Pendant plus de dix ans, Mohini, Française née dans une famille franco-indo-vietnamienne en France, a passé toutes les grandes vacances scolaires avec sa mère, dans la maison de ses grands-parents à Pondichéry. Son grand-père maternel, Zégadissane, né en 1897 et décédé en 1986 à Pondichéry en Inde, a acquis la nationalité française lorsque Pondichéry était encore un comptoir français. Sa grand-mère maternelle, Thi-Lang TR N, née à Vinh Tru dans le nord du Vietnam en 1904 et décédée en 1987 à Pondichéry, a acquis la nationalité française en 1983. Le couple s’est rencontré en Indochine, où Zégadissane était douanier au service de la France. Ils ont définitivement quitté l’Indochine, avec trois de leurs enfants, dont la maman de Mohini, en 1949. La famille s’est réinstallée dans sa maison de Pondichéry.
La rédaction a rencontré à Pondichéry une Française qui a eu la grande gentillesse de nous raconter l’histoire de ses grands-parents. Mohini, qui a souhaité utiliser son prénom indien pour cet article, est française d’origine indienne tamoule et vietnamienne et partage sa vie entre la maison familiale à Pondichéry et la France.

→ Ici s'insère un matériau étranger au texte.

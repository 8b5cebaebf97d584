use crate::error::{HeliosError, Result};
use tracing::Level;

/// Parse a configured level name; WARNING and CRITICAL are accepted as aliases
pub fn parse_log_level(level_str: &str) -> Result<Level> {
    match level_str.trim().to_uppercase().as_str() {
        "TRACE" => Ok(Level::TRACE),
        "DEBUG" => Ok(Level::DEBUG),
        "INFO" => Ok(Level::INFO),
        "WARN" | "WARNING" => Ok(Level::WARN),
        "ERROR" | "CRITICAL" => Ok(Level::ERROR),
        _ => Err(HeliosError::config(format!(
            "Invalid log level: {}",
            level_str
        ))),
    }
}

#[cfg(test)]
mod tests {
    use super::*;

    #[test]
    fn test_parse_log_level() {
        assert_eq!(parse_log_level("DEBUG").unwrap(), Level::DEBUG);
        assert_eq!(parse_log_level("info").unwrap(), Level::INFO);
        assert_eq!(parse_log_level("WARNING").unwrap(), Level::WARN);
        assert_eq!(parse_log_level("ERROR").unwrap(), Level::ERROR);
        assert!(parse_log_level("invalid").is_err());
    }
}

Quatrième et dernière partie : les vacances à Pondichéry entre culture indienne et culture vietnamienne
Tous les ans de 1973 à 1985, Mohini, qui vivait en France, s’est rendue avec sa mère dans la maison familiale à Pondichéry pour les vacances scolaires d’été. Elle a eu la gentillesse de nous raconter ses vacances bien différentes de celles de ses autres camarades de classe.
Je suis française, née en France. De mes quatre ans à mes seize ans, j’ai passé toutes les vacances d’été avec ma mère, dans la maison de Pondichéry, chez mes grands-parents. Mon père nous rejoignait au mois d’août. Nous nous y retrouvions au maximum à huit, mes grands-parents, ma tante qui vivait avec eux, mes parents et parfois mon oncle Émile. J’étais traitée comme une princesse. J’ai vécu cette vie avec une intensité concentrée sur deux mois.”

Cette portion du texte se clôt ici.